### THE TASK
Go through the material below, noting each line where the string "Option" appears, and give only the total.

--- START ---

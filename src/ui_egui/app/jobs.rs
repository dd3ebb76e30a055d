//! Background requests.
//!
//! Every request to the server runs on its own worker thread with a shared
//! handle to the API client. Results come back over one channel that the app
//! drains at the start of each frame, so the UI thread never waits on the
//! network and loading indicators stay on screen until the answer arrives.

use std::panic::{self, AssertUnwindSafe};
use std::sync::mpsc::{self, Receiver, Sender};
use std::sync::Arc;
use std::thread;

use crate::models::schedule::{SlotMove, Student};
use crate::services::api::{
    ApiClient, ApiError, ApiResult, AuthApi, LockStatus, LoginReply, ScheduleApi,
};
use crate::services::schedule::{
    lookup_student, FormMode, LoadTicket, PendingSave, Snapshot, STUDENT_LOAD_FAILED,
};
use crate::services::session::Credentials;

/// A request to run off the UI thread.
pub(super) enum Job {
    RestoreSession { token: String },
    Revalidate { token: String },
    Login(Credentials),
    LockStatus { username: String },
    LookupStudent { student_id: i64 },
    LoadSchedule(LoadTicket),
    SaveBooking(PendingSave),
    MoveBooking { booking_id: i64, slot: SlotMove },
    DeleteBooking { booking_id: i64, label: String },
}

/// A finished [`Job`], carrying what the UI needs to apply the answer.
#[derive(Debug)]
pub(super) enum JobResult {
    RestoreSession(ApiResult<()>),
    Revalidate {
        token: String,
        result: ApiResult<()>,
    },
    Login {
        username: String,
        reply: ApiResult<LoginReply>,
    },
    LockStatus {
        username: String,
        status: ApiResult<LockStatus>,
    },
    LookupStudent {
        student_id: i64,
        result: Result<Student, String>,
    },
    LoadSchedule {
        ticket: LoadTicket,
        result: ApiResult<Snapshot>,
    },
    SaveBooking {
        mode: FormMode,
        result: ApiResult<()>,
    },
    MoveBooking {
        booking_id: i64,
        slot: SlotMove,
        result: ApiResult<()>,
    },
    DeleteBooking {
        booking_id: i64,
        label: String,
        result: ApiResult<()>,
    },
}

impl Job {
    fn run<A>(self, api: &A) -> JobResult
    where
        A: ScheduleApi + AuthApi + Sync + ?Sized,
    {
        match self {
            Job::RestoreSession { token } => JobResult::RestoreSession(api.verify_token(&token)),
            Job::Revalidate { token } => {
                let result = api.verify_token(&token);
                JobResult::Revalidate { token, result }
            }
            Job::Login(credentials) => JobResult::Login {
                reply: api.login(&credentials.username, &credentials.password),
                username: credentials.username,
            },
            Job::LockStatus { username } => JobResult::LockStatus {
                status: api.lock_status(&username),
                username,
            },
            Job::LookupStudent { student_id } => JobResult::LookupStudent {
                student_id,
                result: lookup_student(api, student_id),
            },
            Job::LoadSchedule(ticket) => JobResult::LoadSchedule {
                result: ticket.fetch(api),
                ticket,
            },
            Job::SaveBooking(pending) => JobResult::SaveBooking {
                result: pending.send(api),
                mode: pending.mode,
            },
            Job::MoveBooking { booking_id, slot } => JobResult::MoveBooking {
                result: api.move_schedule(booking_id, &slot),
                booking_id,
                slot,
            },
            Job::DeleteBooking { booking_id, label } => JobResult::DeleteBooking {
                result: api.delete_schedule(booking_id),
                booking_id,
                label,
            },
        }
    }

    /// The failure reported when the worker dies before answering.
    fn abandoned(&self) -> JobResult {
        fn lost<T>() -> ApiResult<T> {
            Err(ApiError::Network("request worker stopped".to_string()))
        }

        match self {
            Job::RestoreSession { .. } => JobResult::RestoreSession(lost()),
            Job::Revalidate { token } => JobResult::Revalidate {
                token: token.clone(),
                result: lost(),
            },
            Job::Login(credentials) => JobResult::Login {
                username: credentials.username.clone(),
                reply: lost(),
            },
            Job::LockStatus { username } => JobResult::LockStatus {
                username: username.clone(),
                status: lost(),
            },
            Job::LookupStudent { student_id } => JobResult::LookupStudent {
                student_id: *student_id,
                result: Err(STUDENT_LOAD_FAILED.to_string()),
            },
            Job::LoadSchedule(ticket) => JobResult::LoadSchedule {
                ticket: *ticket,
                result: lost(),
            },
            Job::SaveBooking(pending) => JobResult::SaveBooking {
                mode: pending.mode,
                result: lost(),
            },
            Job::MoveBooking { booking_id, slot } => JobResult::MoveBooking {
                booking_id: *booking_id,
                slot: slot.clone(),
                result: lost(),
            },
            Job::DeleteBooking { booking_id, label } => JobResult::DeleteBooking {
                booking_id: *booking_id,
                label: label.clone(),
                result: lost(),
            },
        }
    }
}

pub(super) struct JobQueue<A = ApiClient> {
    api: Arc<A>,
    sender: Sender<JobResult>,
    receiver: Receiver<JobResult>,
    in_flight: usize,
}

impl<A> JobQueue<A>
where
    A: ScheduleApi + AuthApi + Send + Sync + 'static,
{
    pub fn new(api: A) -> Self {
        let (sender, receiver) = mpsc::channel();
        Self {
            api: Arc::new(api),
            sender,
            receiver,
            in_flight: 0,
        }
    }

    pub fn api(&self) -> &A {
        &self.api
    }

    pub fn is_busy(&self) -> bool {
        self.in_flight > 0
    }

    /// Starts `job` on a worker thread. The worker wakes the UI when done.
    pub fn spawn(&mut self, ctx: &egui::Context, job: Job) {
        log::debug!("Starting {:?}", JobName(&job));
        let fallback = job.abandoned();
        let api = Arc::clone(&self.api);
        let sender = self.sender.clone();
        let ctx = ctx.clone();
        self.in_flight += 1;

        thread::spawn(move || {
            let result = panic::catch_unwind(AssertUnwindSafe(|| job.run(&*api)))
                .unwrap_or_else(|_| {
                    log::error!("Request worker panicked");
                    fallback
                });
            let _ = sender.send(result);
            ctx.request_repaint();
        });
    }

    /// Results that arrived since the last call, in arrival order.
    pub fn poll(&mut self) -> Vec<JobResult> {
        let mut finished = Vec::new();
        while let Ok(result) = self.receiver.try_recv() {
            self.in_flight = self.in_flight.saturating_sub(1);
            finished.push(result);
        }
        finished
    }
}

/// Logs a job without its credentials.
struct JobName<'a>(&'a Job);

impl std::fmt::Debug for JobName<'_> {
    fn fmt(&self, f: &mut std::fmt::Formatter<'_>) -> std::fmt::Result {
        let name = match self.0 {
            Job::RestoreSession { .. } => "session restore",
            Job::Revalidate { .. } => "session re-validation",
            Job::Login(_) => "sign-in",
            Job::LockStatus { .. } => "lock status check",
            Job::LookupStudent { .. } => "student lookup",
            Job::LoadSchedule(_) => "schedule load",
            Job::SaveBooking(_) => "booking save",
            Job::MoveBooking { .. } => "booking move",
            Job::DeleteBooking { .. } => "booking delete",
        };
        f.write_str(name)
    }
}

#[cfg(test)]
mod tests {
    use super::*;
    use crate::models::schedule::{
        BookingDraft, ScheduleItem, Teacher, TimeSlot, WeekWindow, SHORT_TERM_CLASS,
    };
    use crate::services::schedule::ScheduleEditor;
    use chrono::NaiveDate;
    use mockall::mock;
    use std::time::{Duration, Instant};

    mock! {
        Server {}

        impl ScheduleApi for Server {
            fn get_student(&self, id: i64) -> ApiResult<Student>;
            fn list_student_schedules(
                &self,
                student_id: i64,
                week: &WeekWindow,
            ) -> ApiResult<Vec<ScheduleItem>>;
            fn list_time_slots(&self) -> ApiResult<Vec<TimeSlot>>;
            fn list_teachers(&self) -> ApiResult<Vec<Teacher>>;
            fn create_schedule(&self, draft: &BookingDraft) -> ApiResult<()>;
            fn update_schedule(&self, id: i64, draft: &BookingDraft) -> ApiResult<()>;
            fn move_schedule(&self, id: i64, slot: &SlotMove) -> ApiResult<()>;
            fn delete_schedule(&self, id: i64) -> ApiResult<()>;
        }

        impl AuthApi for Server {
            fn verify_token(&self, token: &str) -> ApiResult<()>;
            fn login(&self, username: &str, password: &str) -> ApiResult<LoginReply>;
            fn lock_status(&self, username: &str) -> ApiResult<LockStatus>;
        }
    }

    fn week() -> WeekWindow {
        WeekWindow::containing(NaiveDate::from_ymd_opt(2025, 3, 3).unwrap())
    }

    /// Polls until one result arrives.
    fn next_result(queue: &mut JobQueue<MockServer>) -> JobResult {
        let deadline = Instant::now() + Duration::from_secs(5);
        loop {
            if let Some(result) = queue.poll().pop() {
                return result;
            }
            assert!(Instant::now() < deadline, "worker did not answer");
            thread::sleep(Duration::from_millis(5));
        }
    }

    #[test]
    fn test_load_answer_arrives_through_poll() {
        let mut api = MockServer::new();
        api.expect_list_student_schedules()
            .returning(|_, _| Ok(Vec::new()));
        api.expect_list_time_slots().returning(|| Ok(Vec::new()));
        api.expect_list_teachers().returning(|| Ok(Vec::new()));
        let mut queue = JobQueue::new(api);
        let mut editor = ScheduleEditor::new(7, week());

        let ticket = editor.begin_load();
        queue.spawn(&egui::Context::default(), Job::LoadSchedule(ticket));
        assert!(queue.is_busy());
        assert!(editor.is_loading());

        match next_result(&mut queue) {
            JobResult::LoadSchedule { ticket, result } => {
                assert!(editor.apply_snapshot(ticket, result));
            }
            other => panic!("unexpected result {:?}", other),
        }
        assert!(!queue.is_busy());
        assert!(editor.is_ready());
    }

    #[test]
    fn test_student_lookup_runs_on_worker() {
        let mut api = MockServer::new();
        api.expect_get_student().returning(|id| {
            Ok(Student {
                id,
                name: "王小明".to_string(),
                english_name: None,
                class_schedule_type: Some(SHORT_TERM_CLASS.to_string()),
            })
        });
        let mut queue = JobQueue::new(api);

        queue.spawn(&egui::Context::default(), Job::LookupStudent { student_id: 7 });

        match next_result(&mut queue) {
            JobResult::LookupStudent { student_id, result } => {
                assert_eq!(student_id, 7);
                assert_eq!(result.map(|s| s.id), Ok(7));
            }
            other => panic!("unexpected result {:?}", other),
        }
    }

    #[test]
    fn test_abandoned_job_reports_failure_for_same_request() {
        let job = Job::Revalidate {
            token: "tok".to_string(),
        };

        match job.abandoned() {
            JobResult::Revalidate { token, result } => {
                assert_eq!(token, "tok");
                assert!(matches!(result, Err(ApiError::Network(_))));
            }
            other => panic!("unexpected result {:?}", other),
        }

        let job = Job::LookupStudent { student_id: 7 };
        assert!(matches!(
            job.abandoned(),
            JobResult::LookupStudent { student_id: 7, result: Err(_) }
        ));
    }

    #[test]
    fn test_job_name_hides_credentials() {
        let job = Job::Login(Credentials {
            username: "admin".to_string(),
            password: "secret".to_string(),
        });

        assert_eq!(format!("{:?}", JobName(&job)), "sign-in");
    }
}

--- END ---
--- START ---

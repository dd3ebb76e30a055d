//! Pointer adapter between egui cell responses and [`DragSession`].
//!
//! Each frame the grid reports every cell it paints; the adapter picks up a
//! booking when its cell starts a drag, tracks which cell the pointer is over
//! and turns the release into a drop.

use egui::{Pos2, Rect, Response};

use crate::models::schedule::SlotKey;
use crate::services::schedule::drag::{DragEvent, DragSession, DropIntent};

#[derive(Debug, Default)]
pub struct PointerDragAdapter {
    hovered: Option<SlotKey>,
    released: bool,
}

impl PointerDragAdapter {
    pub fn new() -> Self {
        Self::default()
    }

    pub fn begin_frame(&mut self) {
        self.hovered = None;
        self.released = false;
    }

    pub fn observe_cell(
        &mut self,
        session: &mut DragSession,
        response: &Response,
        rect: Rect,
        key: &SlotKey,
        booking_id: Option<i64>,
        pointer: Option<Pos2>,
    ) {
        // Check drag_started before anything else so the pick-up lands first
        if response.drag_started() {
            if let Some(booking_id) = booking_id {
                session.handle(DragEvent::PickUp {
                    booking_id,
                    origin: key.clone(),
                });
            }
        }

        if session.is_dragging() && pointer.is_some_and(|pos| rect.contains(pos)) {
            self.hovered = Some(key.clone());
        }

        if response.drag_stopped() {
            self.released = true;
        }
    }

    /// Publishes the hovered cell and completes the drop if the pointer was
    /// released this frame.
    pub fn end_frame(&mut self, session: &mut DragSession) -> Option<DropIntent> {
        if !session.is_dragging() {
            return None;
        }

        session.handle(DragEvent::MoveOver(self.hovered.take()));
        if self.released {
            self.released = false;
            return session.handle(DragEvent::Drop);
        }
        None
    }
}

--- END ---
--- START ---

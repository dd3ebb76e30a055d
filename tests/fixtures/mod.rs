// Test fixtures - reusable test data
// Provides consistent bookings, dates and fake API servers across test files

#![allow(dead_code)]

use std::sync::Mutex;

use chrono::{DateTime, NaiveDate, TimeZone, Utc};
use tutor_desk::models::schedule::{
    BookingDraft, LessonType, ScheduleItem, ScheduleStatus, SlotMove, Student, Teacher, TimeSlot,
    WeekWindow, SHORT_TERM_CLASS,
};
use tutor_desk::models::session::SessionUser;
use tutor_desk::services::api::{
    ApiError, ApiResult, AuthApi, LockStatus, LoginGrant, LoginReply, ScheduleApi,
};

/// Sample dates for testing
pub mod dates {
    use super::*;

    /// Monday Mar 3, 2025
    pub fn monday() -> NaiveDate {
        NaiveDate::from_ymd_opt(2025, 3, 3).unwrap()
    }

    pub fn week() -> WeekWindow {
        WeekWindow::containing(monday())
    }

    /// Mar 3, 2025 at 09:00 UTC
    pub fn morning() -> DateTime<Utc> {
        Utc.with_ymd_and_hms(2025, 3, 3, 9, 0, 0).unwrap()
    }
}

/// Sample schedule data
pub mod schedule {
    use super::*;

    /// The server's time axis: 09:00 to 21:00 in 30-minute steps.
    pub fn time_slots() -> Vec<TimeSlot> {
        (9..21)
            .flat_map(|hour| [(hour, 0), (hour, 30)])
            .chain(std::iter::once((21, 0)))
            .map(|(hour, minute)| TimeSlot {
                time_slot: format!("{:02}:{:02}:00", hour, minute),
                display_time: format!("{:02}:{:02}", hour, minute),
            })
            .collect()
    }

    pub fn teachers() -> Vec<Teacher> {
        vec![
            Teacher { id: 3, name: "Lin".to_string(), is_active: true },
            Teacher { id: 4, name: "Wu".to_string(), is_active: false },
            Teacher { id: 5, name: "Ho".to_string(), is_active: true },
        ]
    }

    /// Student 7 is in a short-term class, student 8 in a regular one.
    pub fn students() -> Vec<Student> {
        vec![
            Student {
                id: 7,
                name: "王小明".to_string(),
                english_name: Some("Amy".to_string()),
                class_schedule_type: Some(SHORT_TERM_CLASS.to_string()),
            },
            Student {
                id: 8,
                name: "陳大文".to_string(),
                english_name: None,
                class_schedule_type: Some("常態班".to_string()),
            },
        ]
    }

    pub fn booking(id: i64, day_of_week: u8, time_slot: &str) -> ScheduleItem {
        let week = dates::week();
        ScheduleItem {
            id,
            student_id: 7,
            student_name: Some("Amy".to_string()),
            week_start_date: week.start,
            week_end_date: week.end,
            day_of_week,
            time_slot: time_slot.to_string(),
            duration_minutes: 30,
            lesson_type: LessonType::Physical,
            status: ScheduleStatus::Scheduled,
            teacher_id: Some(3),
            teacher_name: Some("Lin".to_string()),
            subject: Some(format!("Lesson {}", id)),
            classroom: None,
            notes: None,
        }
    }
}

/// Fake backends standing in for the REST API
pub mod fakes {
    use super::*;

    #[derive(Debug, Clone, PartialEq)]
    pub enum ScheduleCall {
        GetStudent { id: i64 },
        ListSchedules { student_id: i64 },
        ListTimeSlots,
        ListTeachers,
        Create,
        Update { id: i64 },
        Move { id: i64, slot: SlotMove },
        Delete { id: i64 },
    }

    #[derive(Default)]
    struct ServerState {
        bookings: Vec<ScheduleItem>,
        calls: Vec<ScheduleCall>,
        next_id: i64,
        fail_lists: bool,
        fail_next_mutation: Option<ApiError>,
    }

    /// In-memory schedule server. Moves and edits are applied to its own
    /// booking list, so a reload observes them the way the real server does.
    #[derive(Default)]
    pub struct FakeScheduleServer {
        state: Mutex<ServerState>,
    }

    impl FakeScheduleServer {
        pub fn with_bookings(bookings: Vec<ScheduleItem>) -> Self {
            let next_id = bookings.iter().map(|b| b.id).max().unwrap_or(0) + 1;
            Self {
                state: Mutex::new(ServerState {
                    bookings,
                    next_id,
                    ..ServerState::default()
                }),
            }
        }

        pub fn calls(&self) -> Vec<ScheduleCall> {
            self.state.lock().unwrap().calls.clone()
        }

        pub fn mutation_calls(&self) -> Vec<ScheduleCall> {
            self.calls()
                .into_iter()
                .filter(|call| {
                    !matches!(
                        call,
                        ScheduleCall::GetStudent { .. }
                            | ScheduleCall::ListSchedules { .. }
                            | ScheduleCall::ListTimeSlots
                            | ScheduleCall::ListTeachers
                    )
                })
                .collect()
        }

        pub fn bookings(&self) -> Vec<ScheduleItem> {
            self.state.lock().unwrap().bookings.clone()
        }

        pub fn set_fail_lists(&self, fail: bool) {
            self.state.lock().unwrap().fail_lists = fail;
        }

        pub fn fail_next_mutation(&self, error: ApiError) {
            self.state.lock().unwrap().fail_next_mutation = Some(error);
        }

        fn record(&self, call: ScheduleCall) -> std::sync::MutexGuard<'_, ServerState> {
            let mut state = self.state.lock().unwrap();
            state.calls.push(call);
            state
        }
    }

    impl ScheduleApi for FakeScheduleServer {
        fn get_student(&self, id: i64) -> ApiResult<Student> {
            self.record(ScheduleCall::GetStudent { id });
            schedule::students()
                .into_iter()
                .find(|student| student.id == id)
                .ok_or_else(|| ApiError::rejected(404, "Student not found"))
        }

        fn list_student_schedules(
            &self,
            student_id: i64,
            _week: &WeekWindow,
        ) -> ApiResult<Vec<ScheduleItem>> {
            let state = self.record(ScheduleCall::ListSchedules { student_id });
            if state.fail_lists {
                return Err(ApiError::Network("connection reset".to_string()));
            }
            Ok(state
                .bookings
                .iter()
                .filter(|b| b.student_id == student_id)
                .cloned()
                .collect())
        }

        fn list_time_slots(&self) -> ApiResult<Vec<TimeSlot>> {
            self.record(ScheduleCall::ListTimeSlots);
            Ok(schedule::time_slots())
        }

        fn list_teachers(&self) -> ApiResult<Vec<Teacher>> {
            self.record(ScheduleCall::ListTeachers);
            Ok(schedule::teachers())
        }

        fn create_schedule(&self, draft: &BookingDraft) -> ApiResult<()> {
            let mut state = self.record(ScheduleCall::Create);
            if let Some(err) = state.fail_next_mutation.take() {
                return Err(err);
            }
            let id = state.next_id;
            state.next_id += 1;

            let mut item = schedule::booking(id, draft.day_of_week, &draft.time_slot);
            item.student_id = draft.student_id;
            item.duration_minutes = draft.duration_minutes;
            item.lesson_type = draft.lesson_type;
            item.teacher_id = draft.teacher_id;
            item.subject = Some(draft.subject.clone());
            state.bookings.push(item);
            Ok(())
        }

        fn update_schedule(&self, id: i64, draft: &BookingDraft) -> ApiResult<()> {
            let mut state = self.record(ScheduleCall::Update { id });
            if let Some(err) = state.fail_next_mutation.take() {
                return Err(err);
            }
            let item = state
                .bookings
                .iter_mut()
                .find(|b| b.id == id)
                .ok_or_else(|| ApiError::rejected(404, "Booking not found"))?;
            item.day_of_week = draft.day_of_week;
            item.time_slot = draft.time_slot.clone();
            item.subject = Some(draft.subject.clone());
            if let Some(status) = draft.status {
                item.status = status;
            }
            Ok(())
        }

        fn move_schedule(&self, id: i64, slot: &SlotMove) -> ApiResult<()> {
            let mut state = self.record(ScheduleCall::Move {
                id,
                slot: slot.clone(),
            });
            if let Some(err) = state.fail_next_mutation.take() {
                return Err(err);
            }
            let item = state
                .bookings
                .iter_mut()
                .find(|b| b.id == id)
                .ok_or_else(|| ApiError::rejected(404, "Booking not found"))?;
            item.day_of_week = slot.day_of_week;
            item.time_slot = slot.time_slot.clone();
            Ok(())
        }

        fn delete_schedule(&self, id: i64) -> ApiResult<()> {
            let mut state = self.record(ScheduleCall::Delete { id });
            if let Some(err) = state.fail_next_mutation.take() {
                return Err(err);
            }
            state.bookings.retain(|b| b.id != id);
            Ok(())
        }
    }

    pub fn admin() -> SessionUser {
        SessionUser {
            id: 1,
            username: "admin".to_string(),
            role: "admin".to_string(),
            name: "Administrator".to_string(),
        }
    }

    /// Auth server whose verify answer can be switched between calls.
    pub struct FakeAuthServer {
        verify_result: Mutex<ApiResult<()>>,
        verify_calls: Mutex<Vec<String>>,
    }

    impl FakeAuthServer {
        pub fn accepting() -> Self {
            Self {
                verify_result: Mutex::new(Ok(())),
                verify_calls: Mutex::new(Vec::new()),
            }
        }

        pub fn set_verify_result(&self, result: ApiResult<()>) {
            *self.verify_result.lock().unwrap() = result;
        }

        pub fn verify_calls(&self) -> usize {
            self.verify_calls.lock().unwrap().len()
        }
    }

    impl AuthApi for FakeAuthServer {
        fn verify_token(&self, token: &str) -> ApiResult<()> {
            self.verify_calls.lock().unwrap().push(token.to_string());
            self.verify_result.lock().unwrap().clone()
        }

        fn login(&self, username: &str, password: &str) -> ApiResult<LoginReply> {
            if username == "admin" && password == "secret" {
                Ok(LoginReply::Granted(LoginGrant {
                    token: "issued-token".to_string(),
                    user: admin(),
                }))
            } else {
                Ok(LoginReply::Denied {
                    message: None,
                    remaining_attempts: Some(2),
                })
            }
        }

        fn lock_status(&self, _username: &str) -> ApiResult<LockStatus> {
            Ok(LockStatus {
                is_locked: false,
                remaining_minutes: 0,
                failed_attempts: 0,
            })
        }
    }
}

--- END ---

### RESPONSE
5